A Câmara de Santiago do Cacém justificou a viagem do presidente do município a França, para o campeonato europeu de futebol, a convite da Galp, com as "relações institucionais" que a autarquia mantém com a empresa.

Num comunicado enviado hoje à agência Lusa, o gabinete de comunicação da Câmara Municipal de Santiago do Cacém confirma que o presidente da autarquia, Álvaro Beijinha, "esteve em Lyon", em França, a 22 de junho, "a convite do diretor da refinaria de Sines [da Galp]".

Lembrando que "a autarquia tem relações institucionais com a refinaria de Sines há mais de uma década", o mesmo documento explica que "a câmara assume um papel de interlocutor entre o movimento associativo do município e a refinaria de Sines, razão pela qual esta empresa entendeu convidar o município".

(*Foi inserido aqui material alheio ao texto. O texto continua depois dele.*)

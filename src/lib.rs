//! Pixel pipeline for a single-image photo editor.
//!
//! An [`EditorContext`] owns the base image, the live [`FilterState`], the
//! crop tool and a bounded undo history. Rendering is always
//! `orient -> filters -> sharpen` over an untouched base, so slider changes
//! never accumulate rounding error.
#![allow(clippy::too_many_arguments)]

pub mod logger;

pub mod canvas;
pub mod cli;
pub mod components;
pub mod editor;
pub mod error;
pub mod io;
pub mod ops;
pub mod settings;

pub use canvas::PixelBuffer;
pub use components::crop::{CropController, CropHandle, CropRect, CropState, PointerEvent, PointerTarget};
pub use components::history::{HistorySnapshot, HistoryStack};
pub use editor::{Download, EditorContext};
pub use error::{EditorError, Result};
pub use io::SaveFormat;
pub use ops::filters::{FilterParam, FilterState};
pub use ops::presets::Preset;
pub use ops::transform::Interpolation;
pub use settings::EditorSettings;
use std::path::{Path, PathBuf};

use crate::components::history::DEFAULT_MAX_HISTORY;
use crate::error::Result;
use crate::ops::transform::Interpolation;

const SETTINGS_FILE: &str = "settings.cfg";

/// Persistent editor preferences, stored as `key=value` lines.
#[derive(Clone, Debug, PartialEq)]
pub struct EditorSettings {
    /// History bound (snapshots kept for undo).
    pub max_undo_steps: usize,
    /// Gaussian σ per unit of the blur slider.
    pub blur_sigma_scale: f32,
    pub resize_interpolation: Interpolation,
    /// File name prefix for downloads.
    pub export_prefix: String,
    pub log_file: Option<PathBuf>,
}

impl Default for EditorSettings {
    fn default() -> Self {
        Self {
            max_undo_steps: DEFAULT_MAX_HISTORY,
            blur_sigma_scale: 1.0,
            resize_interpolation: Interpolation::default(),
            export_prefix: "pixels-edited".to_string(),
            log_file: None,
        }
    }
}

impl EditorSettings {
    /// Path to the settings file.
    /// On Linux:   ~/.config/pixels-editor/settings.cfg  (XDG_CONFIG_HOME respected)
    /// On Windows: %APPDATA%\PixelsEditor\settings.cfg
    /// On macOS:   ~/Library/Application Support/PixelsEditor/settings.cfg
    pub fn settings_path() -> Option<PathBuf> {
        #[cfg(target_os = "windows")]
        {
            let appdata = std::env::var("APPDATA").or_else(|_| std::env::var("USERPROFILE")).ok()?;
            return Some(PathBuf::from(appdata).join("PixelsEditor").join(SETTINGS_FILE));
        }
        #[cfg(target_os = "macos")]
        {
            let home = std::env::var("HOME").ok()?;
            return Some(
                PathBuf::from(home)
                    .join("Library")
                    .join("Application Support")
                    .join("PixelsEditor")
                    .join(SETTINGS_FILE),
            );
        }
        #[cfg(not(any(target_os = "windows", target_os = "macos")))]
        {
            let config_dir = std::env::var("XDG_CONFIG_HOME")
                .map(PathBuf::from)
                .or_else(|_| std::env::var("HOME").map(|h| PathBuf::from(h).join(".config")))
                .ok()?;
            Some(config_dir.join("pixels-editor").join(SETTINGS_FILE))
        }
    }

    /// Load from the platform path (defaults if missing or corrupt).
    pub fn load() -> Self {
        match Self::settings_path() {
            Some(path) => Self::load_from(&path),
            None => Self::default(),
        }
    }

    /// Load from `path` (defaults if missing or unreadable).
    pub fn load_from(path: &Path) -> Self {
        match std::fs::read_to_string(path) {
            Ok(content) => Self::parse(&content),
            Err(_) => Self::default(),
        }
    }

    /// Parse `key=value` lines. Unknown keys, comments and bad values are
    /// ignored; the affected field keeps its default.
    pub fn parse(content: &str) -> Self {
        let mut s = Self::default();
        for line in content.lines() {
            let line = line.trim();
            if line.starts_with('#') {
                continue;
            }
            let Some((key, val)) = line.split_once('=') else { continue };
            let val = val.trim();
            match key.trim() {
                "max_undo_steps" => {
                    if let Ok(n) = val.parse::<usize>()
                        && n > 0
                    {
                        s.max_undo_steps = n;
                    }
                }
                "blur_sigma_scale" => {
                    if let Ok(v) = val.parse::<f32>()
                        && v.is_finite()
                        && v >= 0.0
                    {
                        s.blur_sigma_scale = v;
                    }
                }
                "resize_interpolation" => {
                    if let Ok(i) = val.parse() {
                        s.resize_interpolation = i;
                    }
                }
                "export_prefix" => {
                    if !val.is_empty() {
                        s.export_prefix = val.to_string();
                    }
                }
                "log_file" => {
                    s.log_file = (!val.is_empty()).then(|| PathBuf::from(val));
                }
                _ => {}
            }
        }
        s
    }

    pub fn to_config_string(&self) -> String {
        format!(
            "max_undo_steps={}\n\
             blur_sigma_scale={}\n\
             resize_interpolation={}\n\
             export_prefix={}\n\
             log_file={}\n",
            self.max_undo_steps,
            self.blur_sigma_scale,
            self.resize_interpolation.name(),
            self.export_prefix,
            self.log_file.as_ref().map(|p| p.display().to_string()).unwrap_or_default(),
        )
    }

    /// Save to the platform path. Silently does nothing when no config
    /// directory can be determined.
    pub fn save(&self) -> Result<()> {
        match Self::settings_path() {
            Some(path) => self.save_to(&path),
            None => Ok(()),
        }
    }

    pub fn save_to(&self, path: &Path) -> Result<()> {
        if let Some(parent) = path.parent() {
            std::fs::create_dir_all(parent)?;
        }
        std::fs::write(path, self.to_config_string())?;
        Ok(())
    }
}

#[cfg(test)]
mod tests {
    use super::*;

    #[test]
    fn defaults() {
        let s = EditorSettings::default();
        assert_eq!(s.max_undo_steps, 20);
        assert_eq!(s.blur_sigma_scale, 1.0);
        assert_eq!(s.resize_interpolation, Interpolation::Bicubic);
        assert_eq!(s.export_prefix, "pixels-edited");
        assert_eq!(s.log_file, None);
    }

    #[test]
    fn parse_ignores_junk() {
        let s = EditorSettings::parse(
            "# comment\n\
             max_undo_steps = 5\n\
             blur_sigma_scale=nope\n\
             resize_interpolation=lanczos3\n\
             theme=dark\n\
             no equals sign here\n\
             export_prefix=shot\n",
        );
        assert_eq!(s.max_undo_steps, 5);
        assert_eq!(s.blur_sigma_scale, 1.0);
        assert_eq!(s.resize_interpolation, Interpolation::Lanczos3);
        assert_eq!(s.export_prefix, "shot");
    }

    #[test]
    fn zero_undo_steps_falls_back() {
        assert_eq!(EditorSettings::parse("max_undo_steps=0").max_undo_steps, 20);
    }

    #[test]
    fn save_and_load_round_trip() {
        let dir = tempfile::tempdir().unwrap();
        let path = dir.path().join("nested").join(SETTINGS_FILE);
        let s = EditorSettings {
            max_undo_steps: 7,
            blur_sigma_scale: 0.5,
            resize_interpolation: Interpolation::Bilinear,
            export_prefix: "out".into(),
            log_file: Some(PathBuf::from("/tmp/editor.log")),
        };
        s.save_to(&path).unwrap();
        assert_eq!(EditorSettings::load_from(&path), s);
    }

    #[test]
    fn missing_file_gives_defaults() {
        let dir = tempfile::tempdir().unwrap();
        assert_eq!(EditorSettings::load_from(&dir.path().join("absent.cfg")), EditorSettings::default());
    }
}
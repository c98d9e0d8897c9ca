// ============================================================================
// RENDER — compose geometry, colour filters and sharpen
// ============================================================================

use crate::canvas::PixelBuffer;
use crate::ops::filters::{self, FilterState};
use crate::ops::{sharpen, transform};

/// Produce the displayed image for `base` under `state`.
///
/// Geometry (flip, then rotate about the centre) always precedes the colour
/// stages; sharpen runs last on the filtered result. The canvas size never
/// changes here.
pub fn render(base: &PixelBuffer, state: &FilterState, blur_sigma_scale: f32) -> PixelBuffer {
    let oriented = transform::orient(base, state.flip_horizontal, state.flip_vertical, state.rotate);
    let filtered = filters::apply_filters(&oriented, state, blur_sigma_scale);
    if state.sharpen > 0.0 {
        sharpen::sharpen(&filtered, state.sharpen)
    } else {
        filtered
    }
}

#[cfg(test)]
mod tests {
    use super::*;
    use image::Rgba;

    fn sample() -> PixelBuffer {
        let mut buf = PixelBuffer::new(6, 4);
        for y in 0..4 {
            for x in 0..6 {
                buf.put_pixel(x, y, Rgba([(x * 40) as u8, (y * 60) as u8, 90, 255]));
            }
        }
        buf
    }

    #[test]
    fn default_state_renders_base() {
        let base = sample();
        assert_eq!(render(&base, &FilterState::default(), 1.0), base);
    }

    #[test]
    fn flip_happens_before_colour() {
        let base = sample();
        let state = FilterState { flip_horizontal: true, brightness: 50.0, ..Default::default() };
        let out = render(&base, &state, 1.0);
        // Source (5,0) is (200, 0, 90); mirrored to (0,0) and halved.
        assert_eq!(out.get_pixel(0, 0), Some(Rgba([100, 0, 45, 255])));
        assert_eq!(out.dimensions(), base.dimensions());
    }

    #[test]
    fn sharpen_runs_after_filters() {
        let base = PixelBuffer::new_filled(3, 3, Rgba([100, 100, 100, 255]));
        let state = FilterState { brightness: 50.0, sharpen: 10.0, ..Default::default() };
        let out = render(&base, &state, 1.0);
        // Brightness first: 50; then 50 + 0.1 * (250 - 200) = 55.
        assert_eq!(out.get_pixel(1, 1), Some(Rgba([55, 55, 55, 255])));
        assert_eq!(out.get_pixel(0, 0), Some(Rgba([50, 50, 50, 255])));
    }
}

E, justifica: "foi nesse âmbito, que o presidente da Câmara aceitou o referido convite".

Com muitos dos trabalhadores da refinaria de Sines a residir no concelho de Santiago do Cacém, a autarquia assina anualmente protocolos com a empresa, que visam "apoios anuais a grupos desportivos e culturais".

"Não existe, contudo, nenhuma dependência de ordem financeira, económica, ou qualquer outra, que ponha em causa a isenção da Câmara Municipal de Santiago do Cacém em relação à empresa Galp Energia", pode ler-se ainda no comunicado.

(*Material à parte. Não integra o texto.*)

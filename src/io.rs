// ============================================================================
// IO — decode into PixelBuffer, encode out of it
// ============================================================================
//
// The codec boundary. Everything here either produces an owned PixelBuffer
// or consumes one; the editor never sees file formats.

use std::io::{BufWriter, Cursor, Write};
use std::path::Path;
use std::sync::mpsc;
use std::time::{SystemTime, UNIX_EPOCH};

use image::codecs::bmp::BmpEncoder;
use image::codecs::jpeg::JpegEncoder;
use image::codecs::png::PngEncoder;
use image::codecs::tga::TgaEncoder;
use image::codecs::tiff::TiffEncoder;
use image::{ColorType, DynamicImage, ImageEncoder, ImageFormat};

use crate::canvas::PixelBuffer;
use crate::error::{EditorError, Result};

/// Input formats the decoder accepts.
pub const SUPPORTED_INPUT: &[ImageFormat] = &[
    ImageFormat::Png,
    ImageFormat::Jpeg,
    ImageFormat::WebP,
    ImageFormat::Bmp,
    ImageFormat::Tga,
    ImageFormat::Tiff,
];

/// Output formats the encoder writes.
#[derive(Clone, Copy, Debug, PartialEq, Eq, Default)]
pub enum SaveFormat {
    #[default]
    Png,
    Jpeg,
    Bmp,
    Tga,
    Tiff,
}

impl SaveFormat {
    pub fn extension(&self) -> &'static str {
        match self {
            SaveFormat::Png  => "png",
            SaveFormat::Jpeg => "jpg",
            SaveFormat::Bmp  => "bmp",
            SaveFormat::Tga  => "tga",
            SaveFormat::Tiff => "tiff",
        }
    }

    pub fn from_extension(ext: &str) -> Option<Self> {
        match ext.trim().trim_start_matches('.').to_lowercase().as_str() {
            "png" => Some(SaveFormat::Png),
            "jpg" | "jpeg" => Some(SaveFormat::Jpeg),
            "bmp" => Some(SaveFormat::Bmp),
            "tga" => Some(SaveFormat::Tga),
            "tif" | "tiff" => Some(SaveFormat::Tiff),
            _ => None,
        }
    }

    pub fn from_path(path: &Path) -> Option<Self> {
        path.extension().and_then(|e| e.to_str()).and_then(Self::from_extension)
    }
}

// ============================================================================
// DECODE
// ============================================================================

/// Work out the format of `bytes`, from its signature first and then from
/// the file extension (TGA has no magic number). Anything outside
/// [`SUPPORTED_INPUT`] is `UnsupportedFileType`.
pub fn detect_format(bytes: &[u8], extension: Option<&str>) -> Result<ImageFormat> {
    let by_ext = extension.and_then(ImageFormat::from_extension);
    // A TGA header can look like another format's signature.
    let guessed = if by_ext == Some(ImageFormat::Tga) {
        by_ext
    } else {
        image::guess_format(bytes).ok().or(by_ext)
    };
    match guessed {
        Some(fmt) if SUPPORTED_INPUT.contains(&fmt) => Ok(fmt),
        Some(fmt) => Err(EditorError::UnsupportedFileType(
            fmt.extensions_str().first().copied().unwrap_or("unknown").to_string(),
        )),
        None => Err(EditorError::UnsupportedFileType(
            extension.unwrap_or("unknown").to_string(),
        )),
    }
}

/// Decode an in-memory file to RGBA8.
pub fn decode(bytes: &[u8], extension: Option<&str>) -> Result<PixelBuffer> {
    let format = detect_format(bytes, extension)?;
    let img = image::load_from_memory_with_format(bytes, format)?;
    Ok(PixelBuffer::from_rgba_image(img.to_rgba8()))
}

/// Read and decode a file from disk.
pub fn load_image_sync(path: &Path) -> Result<PixelBuffer> {
    let ext = path.extension().and_then(|e| e.to_str());
    let bytes = std::fs::read(path)?;
    decode(&bytes, ext)
}

// ---------------------------------------------------------------------------
//  Background decode
// ---------------------------------------------------------------------------

/// A decode running on the rayon pool. The generation lets the receiver
/// discard results that were superseded by a later load.
#[derive(Debug)]
pub struct PendingDecode {
    generation: u64,
    rx: mpsc::Receiver<Result<PixelBuffer>>,
}

impl PendingDecode {
    pub fn generation(&self) -> u64 {
        self.generation
    }

    /// Non-blocking poll. `None` while the decode is still running.
    pub fn try_recv(&self) -> Option<Result<PixelBuffer>> {
        match self.rx.try_recv() {
            Ok(result) => Some(result),
            Err(mpsc::TryRecvError::Empty) => None,
            Err(mpsc::TryRecvError::Disconnected) => Some(Err(worker_gone())),
        }
    }

    /// Block the calling thread until the decode finishes.
    pub fn wait(self) -> Result<PixelBuffer> {
        self.rx.recv().unwrap_or_else(|_| Err(worker_gone()))
    }
}

fn worker_gone() -> EditorError {
    EditorError::Io(std::io::Error::other("decode worker exited without a result"))
}

/// Decode `bytes` on the rayon pool. Format detection happens up front so
/// unsupported files are reported synchronously.
pub fn spawn_decode(bytes: Vec<u8>, extension: Option<String>, generation: u64) -> Result<PendingDecode> {
    let format = detect_format(&bytes, extension.as_deref())?;
    let (tx, rx) = mpsc::channel();
    rayon::spawn(move || {
        let result = image::load_from_memory_with_format(&bytes, format)
            .map(|img| PixelBuffer::from_rgba_image(img.to_rgba8()))
            .map_err(EditorError::from);
        let _ = tx.send(result);
    });
    Ok(PendingDecode { generation, rx })
}

// ============================================================================
// ENCODE
// ============================================================================

/// Lossless RGBA PNG bytes.
pub fn encode_png(buf: &PixelBuffer) -> Result<Vec<u8>> {
    encode(buf, SaveFormat::Png, 90)
}

/// Encode into memory. `quality` only applies to JPEG.
pub fn encode(buf: &PixelBuffer, format: SaveFormat, quality: u8) -> Result<Vec<u8>> {
    let (w, h) = buf.dimensions();
    let mut out = Vec::new();
    match format {
        SaveFormat::Png => {
            PngEncoder::new(&mut out).write_image(buf.as_raw(), w, h, ColorType::Rgba8)?;
        }
        SaveFormat::Jpeg => {
            // JPEG has no alpha channel.
            let rgb = DynamicImage::ImageRgba8(buf.to_rgba_image()).to_rgb8();
            JpegEncoder::new_with_quality(&mut out, quality.clamp(1, 100))
                .write_image(rgb.as_raw(), w, h, ColorType::Rgb8)?;
        }
        SaveFormat::Bmp => {
            BmpEncoder::new(&mut out).write_image(buf.as_raw(), w, h, ColorType::Rgba8)?;
        }
        SaveFormat::Tga => {
            TgaEncoder::new(&mut out).write_image(buf.as_raw(), w, h, ColorType::Rgba8)?;
        }
        SaveFormat::Tiff => {
            let mut cursor = Cursor::new(&mut out);
            TiffEncoder::new(&mut cursor).write_image(buf.as_raw(), w, h, ColorType::Rgba8)?;
        }
    }
    Ok(out)
}

/// Encode and write to `path`.
pub fn encode_and_write(buf: &PixelBuffer, path: &Path, format: SaveFormat, quality: u8) -> Result<()> {
    let bytes = encode(buf, format, quality)?;
    let mut writer = BufWriter::new(std::fs::File::create(path)?);
    writer.write_all(&bytes)?;
    writer.flush()?;
    Ok(())
}

// ============================================================================
// EXPORT NAMING
// ============================================================================

/// `<prefix>-YYYY-MM-DDTHH-MM-SS.png` for `now`, in UTC.
pub fn export_file_name(prefix: &str, now: SystemTime) -> String {
    format!("{}-{}.png", prefix, file_timestamp(now))
}

/// `YYYY-MM-DDTHH-MM-SS` (UTC), safe for file names.
pub fn file_timestamp(now: SystemTime) -> String {
    let secs = now.duration_since(UNIX_EPOCH).map(|d| d.as_secs()).unwrap_or(0);
    let days = (secs / 86_400) as i64;
    let rem = secs % 86_400;
    let (y, m, d) = civil_from_days(days);
    format!(
        "{:04}-{:02}-{:02}T{:02}-{:02}-{:02}",
        y,
        m,
        d,
        rem / 3600,
        (rem % 3600) / 60,
        rem % 60
    )
}

/// Days since 1970-01-01 to a proleptic Gregorian (year, month, day).
fn civil_from_days(days: i64) -> (i64, u32, u32) {
    let z = days + 719_468;
    let era = z.div_euclid(146_097);
    let doe = z.rem_euclid(146_097);
    let yoe = (doe - doe / 1460 + doe / 36_524 - doe / 146_096) / 365;
    let doy = doe - (365 * yoe + yoe / 4 - yoe / 100);
    let mp = (5 * doy + 2) / 153;
    let d = (doy - (153 * mp + 2) / 5 + 1) as u32;
    let m = if mp < 10 { mp + 3 } else { mp - 9 } as u32;
    let y = yoe + era * 400 + if m <= 2 { 1 } else { 0 };
    (y, m, d)
}

#[cfg(test)]
mod tests {
    use super::*;
    use image::Rgba;
    use std::time::Duration;

    fn sample() -> PixelBuffer {
        let mut buf = PixelBuffer::new(5, 4);
        for y in 0..4 {
            for x in 0..5 {
                buf.put_pixel(x, y, Rgba([x as u8 * 50, y as u8 * 60, 7, 200 + x as u8]));
            }
        }
        buf
    }

    #[test]
    fn png_is_lossless() {
        let buf = sample();
        let bytes = encode_png(&buf).unwrap();
        assert_eq!(detect_format(&bytes, None).unwrap(), ImageFormat::Png);
        assert_eq!(decode(&bytes, None).unwrap(), buf);
    }

    #[test]
    fn unknown_bytes_are_unsupported() {
        let err = decode(b"definitely not an image", Some("txt")).unwrap_err();
        assert!(matches!(err, EditorError::UnsupportedFileType(ext) if ext == "txt"));
    }

    #[test]
    fn gif_is_detected_but_refused() {
        let err = detect_format(b"GIF89a\x01\x00\x01\x00", None).unwrap_err();
        assert!(matches!(err, EditorError::UnsupportedFileType(ext) if ext == "gif"));
    }

    #[test]
    fn jpeg_drops_alpha_but_keeps_size() {
        let bytes = encode(&sample(), SaveFormat::Jpeg, 90).unwrap();
        let back = decode(&bytes, Some("jpg")).unwrap();
        assert_eq!(back.dimensions(), (5, 4));
        assert_eq!(back.get_pixel(0, 0).unwrap().0[3], 255);
    }

    #[test]
    fn lossless_formats_round_trip() {
        let buf = sample();
        for (format, ext) in [(SaveFormat::Tga, "tga"), (SaveFormat::Tiff, "tiff")] {
            let bytes = encode(&buf, format, 90).unwrap();
            assert_eq!(decode(&bytes, Some(ext)).unwrap(), buf, "{ext}");
        }
    }

    #[test]
    fn bmp_keeps_size() {
        let bytes = encode(&sample(), SaveFormat::Bmp, 90).unwrap();
        assert_eq!(detect_format(&bytes, None).unwrap(), ImageFormat::Bmp);
        assert_eq!(decode(&bytes, None).unwrap().dimensions(), (5, 4));
    }

    #[test]
    fn save_format_from_extension() {
        assert_eq!(SaveFormat::from_extension("JPEG"), Some(SaveFormat::Jpeg));
        assert_eq!(SaveFormat::from_extension(".tif"), Some(SaveFormat::Tiff));
        assert_eq!(SaveFormat::from_path(Path::new("a/b.png")), Some(SaveFormat::Png));
        assert_eq!(SaveFormat::from_extension("gif"), None);
    }

    #[test]
    fn export_name_is_utc_timestamped() {
        // 2024-02-29T13:05:09Z
        let t = UNIX_EPOCH + Duration::from_secs(1_709_211_909);
        assert_eq!(export_file_name("pixels-edited", t), "pixels-edited-2024-02-29T13-05-09.png");
        assert_eq!(file_timestamp(UNIX_EPOCH), "1970-01-01T00-00-00");
    }

    #[test]
    fn background_decode_delivers_buffer() {
        let buf = sample();
        let pending = spawn_decode(encode_png(&buf).unwrap(), None, 7).unwrap();
        assert_eq!(pending.generation(), 7);
        assert_eq!(pending.wait().unwrap(), buf);
    }

    #[test]
    fn background_decode_rejects_unsupported_up_front() {
        assert!(matches!(
            spawn_decode(b"nope".to_vec(), Some("xyz".into()), 1),
            Err(EditorError::UnsupportedFileType(_))
        ));
    }

    #[test]
    fn file_round_trip() {
        let dir = tempfile::tempdir().unwrap();
        let path = dir.path().join("out.png");
        encode_and_write(&sample(), &path, SaveFormat::Png, 90).unwrap();
        assert_eq!(load_image_sync(&path).unwrap(), sample());
    }
}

Além do autarca de Santiago do Cacém, também o de Sines foi hoje criticado pela estrutura local do Bloco de Esquerda (BE) por ter alegadamente aceitado o convite da empresa para viajar até França para ver o jogo da seleção de Portugal, no campeonato europeu de futebol 2016.

Num comunicado em que exigem explicações aos dois autarcas, os bloquistas consideraram que, tendo em conta que a empresa "lhes pagou a viagem", a situação é uma "reprovável promiscuidade entre o poder local e esta empresa gigantesca".

A convite da Galp viajaram para Lyon, em França, para assistir a um jogo da seleção nacional no campeonato europeu de futebol, os secretários de Estado dos Assuntos Fiscais, Fernando Rocha Andrade, da Indústria, João Vasconcelos, e da Internacionalização, Jorge Costa Oliveira, uma situação que tem gerado polémica desde a semana passada, quando veio a público.